*** Opening DATA ***

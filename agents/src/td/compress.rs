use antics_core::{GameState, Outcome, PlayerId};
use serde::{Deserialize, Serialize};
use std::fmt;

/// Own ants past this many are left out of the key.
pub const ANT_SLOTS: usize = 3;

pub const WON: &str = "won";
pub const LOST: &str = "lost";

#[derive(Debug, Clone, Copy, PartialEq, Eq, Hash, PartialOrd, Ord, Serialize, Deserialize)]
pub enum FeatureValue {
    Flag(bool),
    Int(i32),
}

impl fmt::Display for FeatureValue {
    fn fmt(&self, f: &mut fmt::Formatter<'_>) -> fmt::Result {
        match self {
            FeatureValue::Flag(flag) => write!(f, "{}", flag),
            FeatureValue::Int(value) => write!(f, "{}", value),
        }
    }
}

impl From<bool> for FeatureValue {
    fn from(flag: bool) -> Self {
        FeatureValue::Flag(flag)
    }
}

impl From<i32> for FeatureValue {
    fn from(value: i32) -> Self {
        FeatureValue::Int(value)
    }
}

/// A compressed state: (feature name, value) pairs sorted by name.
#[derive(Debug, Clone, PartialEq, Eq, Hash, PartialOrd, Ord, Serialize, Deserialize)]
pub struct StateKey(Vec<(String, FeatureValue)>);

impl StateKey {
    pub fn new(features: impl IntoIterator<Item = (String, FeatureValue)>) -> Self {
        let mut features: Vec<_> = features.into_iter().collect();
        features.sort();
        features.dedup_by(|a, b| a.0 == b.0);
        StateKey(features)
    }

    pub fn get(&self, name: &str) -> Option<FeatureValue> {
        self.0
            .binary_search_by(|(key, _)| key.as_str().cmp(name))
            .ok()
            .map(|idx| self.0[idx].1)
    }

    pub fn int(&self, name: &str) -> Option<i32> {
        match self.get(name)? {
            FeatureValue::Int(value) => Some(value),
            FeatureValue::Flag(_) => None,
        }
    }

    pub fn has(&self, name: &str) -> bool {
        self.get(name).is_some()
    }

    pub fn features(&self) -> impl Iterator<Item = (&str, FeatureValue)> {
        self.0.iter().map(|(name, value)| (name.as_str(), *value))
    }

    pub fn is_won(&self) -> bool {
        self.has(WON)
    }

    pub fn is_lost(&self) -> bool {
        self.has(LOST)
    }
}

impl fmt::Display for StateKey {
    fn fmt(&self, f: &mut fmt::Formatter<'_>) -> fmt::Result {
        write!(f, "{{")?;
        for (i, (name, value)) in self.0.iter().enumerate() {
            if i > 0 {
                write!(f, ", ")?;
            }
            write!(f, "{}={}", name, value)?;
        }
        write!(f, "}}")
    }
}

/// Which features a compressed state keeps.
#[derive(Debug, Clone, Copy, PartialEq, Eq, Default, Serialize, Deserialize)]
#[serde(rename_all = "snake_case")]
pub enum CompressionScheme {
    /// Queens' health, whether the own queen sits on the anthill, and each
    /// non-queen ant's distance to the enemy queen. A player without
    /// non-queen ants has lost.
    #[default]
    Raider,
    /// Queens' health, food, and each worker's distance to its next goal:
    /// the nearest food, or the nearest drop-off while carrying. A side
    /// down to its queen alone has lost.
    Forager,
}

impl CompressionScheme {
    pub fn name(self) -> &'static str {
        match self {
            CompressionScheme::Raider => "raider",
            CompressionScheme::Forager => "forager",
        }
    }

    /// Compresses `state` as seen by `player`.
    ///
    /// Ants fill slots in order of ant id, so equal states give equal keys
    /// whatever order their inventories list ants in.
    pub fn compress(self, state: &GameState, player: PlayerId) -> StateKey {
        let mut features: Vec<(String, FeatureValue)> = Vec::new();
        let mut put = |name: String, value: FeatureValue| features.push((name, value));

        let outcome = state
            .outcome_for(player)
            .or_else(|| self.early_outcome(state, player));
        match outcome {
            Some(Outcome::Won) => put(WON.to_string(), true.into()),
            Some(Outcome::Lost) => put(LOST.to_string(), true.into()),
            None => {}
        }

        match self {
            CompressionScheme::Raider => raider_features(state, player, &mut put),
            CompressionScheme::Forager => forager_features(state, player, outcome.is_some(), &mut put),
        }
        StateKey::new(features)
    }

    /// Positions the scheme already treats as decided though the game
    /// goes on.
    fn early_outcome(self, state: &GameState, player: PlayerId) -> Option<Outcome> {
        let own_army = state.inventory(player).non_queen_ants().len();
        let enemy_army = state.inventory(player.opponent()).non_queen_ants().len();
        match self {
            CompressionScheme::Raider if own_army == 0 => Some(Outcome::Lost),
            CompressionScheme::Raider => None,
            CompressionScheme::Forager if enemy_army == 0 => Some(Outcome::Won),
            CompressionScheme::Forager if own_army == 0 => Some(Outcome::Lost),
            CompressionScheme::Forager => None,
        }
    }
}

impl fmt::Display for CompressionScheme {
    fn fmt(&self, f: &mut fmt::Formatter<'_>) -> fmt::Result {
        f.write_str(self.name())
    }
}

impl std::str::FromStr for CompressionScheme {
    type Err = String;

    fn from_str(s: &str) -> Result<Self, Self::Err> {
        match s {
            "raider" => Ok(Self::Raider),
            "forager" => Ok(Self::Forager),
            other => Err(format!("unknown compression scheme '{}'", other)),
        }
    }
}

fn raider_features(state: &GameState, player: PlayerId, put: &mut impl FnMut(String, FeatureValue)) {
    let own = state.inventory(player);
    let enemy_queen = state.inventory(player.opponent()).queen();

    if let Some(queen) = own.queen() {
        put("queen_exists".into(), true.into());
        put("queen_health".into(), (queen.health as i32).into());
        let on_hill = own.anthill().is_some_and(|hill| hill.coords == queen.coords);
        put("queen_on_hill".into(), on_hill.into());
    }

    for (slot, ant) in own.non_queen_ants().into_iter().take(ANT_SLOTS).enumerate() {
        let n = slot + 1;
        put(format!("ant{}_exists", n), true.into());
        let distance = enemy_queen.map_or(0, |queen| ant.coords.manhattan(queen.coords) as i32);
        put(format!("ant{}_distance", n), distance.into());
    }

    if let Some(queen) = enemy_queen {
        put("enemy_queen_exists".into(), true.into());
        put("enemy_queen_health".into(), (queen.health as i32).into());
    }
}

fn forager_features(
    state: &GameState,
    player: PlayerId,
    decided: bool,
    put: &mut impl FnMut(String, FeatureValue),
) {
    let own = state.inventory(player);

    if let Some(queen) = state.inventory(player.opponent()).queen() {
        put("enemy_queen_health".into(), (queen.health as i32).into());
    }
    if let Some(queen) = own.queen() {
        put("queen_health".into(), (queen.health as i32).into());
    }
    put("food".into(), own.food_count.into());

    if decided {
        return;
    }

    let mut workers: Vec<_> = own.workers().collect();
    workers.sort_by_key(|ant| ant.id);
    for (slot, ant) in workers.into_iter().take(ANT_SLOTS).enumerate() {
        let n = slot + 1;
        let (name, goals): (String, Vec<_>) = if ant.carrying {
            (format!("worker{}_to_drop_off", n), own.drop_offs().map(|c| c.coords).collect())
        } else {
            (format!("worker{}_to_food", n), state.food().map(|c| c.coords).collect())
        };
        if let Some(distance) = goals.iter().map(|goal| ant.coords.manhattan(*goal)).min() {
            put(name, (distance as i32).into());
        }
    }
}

*** Closing DATA ***

- BRIEF
Counting only lines that hold the string "Hash", how many are there in the listing above? Give that number by itself.

- ANSWER BOX
2